▼

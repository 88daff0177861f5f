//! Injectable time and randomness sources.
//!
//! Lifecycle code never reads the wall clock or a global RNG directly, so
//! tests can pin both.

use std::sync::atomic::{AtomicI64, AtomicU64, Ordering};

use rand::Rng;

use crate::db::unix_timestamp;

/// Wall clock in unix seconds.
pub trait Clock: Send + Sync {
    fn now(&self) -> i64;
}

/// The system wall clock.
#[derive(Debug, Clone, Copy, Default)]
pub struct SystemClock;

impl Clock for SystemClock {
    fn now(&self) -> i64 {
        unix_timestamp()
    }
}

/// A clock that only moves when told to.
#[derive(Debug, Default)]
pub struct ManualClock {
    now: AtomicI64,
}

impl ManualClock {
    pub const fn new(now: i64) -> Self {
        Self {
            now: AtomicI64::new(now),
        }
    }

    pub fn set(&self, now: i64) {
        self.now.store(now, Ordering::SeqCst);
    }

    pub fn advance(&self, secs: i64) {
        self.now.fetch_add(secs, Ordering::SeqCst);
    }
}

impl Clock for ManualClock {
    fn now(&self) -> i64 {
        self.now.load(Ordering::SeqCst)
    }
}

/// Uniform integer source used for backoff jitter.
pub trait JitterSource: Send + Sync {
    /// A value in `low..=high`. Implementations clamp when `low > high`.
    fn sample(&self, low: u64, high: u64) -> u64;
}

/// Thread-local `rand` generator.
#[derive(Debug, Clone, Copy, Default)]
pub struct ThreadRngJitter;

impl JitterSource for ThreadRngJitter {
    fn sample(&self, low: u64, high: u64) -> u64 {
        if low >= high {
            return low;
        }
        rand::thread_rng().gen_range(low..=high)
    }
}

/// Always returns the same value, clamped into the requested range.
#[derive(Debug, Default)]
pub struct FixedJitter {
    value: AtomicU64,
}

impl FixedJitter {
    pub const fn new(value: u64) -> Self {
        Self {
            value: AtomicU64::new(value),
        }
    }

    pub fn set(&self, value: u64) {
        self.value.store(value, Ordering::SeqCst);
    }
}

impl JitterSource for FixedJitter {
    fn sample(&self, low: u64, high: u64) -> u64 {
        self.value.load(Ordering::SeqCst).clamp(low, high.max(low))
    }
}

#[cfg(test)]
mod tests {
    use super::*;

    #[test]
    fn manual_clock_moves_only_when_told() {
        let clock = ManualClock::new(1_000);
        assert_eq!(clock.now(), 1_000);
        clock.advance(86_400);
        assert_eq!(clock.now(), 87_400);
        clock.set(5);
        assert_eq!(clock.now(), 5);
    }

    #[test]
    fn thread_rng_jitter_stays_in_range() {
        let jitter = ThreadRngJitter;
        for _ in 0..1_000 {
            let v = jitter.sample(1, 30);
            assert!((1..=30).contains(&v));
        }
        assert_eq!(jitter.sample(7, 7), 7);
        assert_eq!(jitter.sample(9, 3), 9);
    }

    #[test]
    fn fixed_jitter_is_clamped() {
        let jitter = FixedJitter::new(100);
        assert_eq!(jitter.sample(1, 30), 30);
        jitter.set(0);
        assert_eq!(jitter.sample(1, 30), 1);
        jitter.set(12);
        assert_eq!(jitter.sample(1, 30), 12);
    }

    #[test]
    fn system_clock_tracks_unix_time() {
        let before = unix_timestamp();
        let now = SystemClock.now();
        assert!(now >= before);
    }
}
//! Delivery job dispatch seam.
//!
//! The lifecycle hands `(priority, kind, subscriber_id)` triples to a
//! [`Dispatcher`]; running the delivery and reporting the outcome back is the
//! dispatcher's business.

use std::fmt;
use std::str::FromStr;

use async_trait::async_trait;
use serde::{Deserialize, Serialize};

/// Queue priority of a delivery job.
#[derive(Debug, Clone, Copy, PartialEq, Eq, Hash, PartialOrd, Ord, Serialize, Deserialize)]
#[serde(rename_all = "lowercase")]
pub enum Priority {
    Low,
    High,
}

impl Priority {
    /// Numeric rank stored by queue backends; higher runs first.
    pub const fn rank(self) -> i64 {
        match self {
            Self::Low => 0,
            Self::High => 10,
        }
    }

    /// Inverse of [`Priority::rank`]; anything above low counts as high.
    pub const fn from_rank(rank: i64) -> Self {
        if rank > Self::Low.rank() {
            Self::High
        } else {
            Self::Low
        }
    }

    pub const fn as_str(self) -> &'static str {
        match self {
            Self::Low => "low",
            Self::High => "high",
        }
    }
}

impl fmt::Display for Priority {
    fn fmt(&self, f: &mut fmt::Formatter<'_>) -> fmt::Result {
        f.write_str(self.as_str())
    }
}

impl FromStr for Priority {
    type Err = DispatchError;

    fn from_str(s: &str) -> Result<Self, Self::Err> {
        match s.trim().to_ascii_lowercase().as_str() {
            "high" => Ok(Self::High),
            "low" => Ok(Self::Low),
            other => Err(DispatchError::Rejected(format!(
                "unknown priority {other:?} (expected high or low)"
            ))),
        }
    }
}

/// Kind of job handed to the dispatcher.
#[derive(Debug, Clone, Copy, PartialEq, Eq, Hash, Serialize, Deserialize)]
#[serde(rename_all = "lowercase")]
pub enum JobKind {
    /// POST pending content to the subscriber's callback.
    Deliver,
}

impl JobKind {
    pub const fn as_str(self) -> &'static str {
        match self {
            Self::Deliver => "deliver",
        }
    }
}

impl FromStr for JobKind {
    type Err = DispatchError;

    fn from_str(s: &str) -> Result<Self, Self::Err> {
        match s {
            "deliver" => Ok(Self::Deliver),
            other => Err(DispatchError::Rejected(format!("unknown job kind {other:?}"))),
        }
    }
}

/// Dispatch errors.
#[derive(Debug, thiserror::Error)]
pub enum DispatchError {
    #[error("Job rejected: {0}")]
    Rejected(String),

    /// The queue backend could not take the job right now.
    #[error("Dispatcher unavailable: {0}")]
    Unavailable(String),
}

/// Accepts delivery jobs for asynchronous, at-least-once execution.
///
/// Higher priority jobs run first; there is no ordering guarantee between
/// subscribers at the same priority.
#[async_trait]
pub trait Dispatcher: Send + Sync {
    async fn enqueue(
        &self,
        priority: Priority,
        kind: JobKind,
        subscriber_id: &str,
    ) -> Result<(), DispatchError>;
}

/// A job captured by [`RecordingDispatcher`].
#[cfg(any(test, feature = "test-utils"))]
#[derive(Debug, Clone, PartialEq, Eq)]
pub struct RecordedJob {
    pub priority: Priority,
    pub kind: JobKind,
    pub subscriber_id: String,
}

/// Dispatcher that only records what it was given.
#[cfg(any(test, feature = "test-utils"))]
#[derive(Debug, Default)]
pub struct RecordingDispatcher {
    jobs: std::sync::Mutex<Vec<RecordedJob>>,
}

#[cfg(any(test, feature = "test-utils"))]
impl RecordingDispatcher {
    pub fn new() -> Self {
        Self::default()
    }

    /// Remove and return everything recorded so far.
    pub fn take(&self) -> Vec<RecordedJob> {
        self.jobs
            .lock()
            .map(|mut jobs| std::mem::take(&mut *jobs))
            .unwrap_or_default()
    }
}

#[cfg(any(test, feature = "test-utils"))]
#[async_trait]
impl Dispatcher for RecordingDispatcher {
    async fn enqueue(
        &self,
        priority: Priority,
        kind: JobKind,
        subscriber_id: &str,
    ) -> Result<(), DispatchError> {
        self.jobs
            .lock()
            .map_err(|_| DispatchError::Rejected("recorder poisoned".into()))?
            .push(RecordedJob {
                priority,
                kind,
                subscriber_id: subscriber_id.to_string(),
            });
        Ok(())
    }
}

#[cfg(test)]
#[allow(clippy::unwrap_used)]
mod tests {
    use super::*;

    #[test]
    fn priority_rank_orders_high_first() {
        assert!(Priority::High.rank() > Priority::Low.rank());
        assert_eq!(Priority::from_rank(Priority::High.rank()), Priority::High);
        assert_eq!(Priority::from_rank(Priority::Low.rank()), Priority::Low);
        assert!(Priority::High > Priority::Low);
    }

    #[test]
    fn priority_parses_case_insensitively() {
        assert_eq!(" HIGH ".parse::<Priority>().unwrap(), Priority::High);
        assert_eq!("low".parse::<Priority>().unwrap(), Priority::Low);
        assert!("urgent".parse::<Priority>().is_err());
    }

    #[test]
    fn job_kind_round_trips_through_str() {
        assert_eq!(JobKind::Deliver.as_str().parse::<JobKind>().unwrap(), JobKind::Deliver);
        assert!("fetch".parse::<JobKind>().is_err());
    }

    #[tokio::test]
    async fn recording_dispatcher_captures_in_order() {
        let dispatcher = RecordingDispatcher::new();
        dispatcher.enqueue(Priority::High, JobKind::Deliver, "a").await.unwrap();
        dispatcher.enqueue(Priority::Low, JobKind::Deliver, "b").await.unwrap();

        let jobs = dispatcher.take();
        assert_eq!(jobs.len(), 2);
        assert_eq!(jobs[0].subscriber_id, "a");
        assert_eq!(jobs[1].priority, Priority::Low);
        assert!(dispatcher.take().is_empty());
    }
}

▲

- What you need to do -
From the material above, gather all lines that include the string "take" and copy them.

- Task answer -
    /// The queue backend could not take the job right now.
    pub fn take(&self) -> Vec<RecordedJob> {
            .map(|mut jobs| std::mem::take(&mut *jobs))
        let jobs = dispatcher.take();
        assert!(dispatcher.take().is_empty());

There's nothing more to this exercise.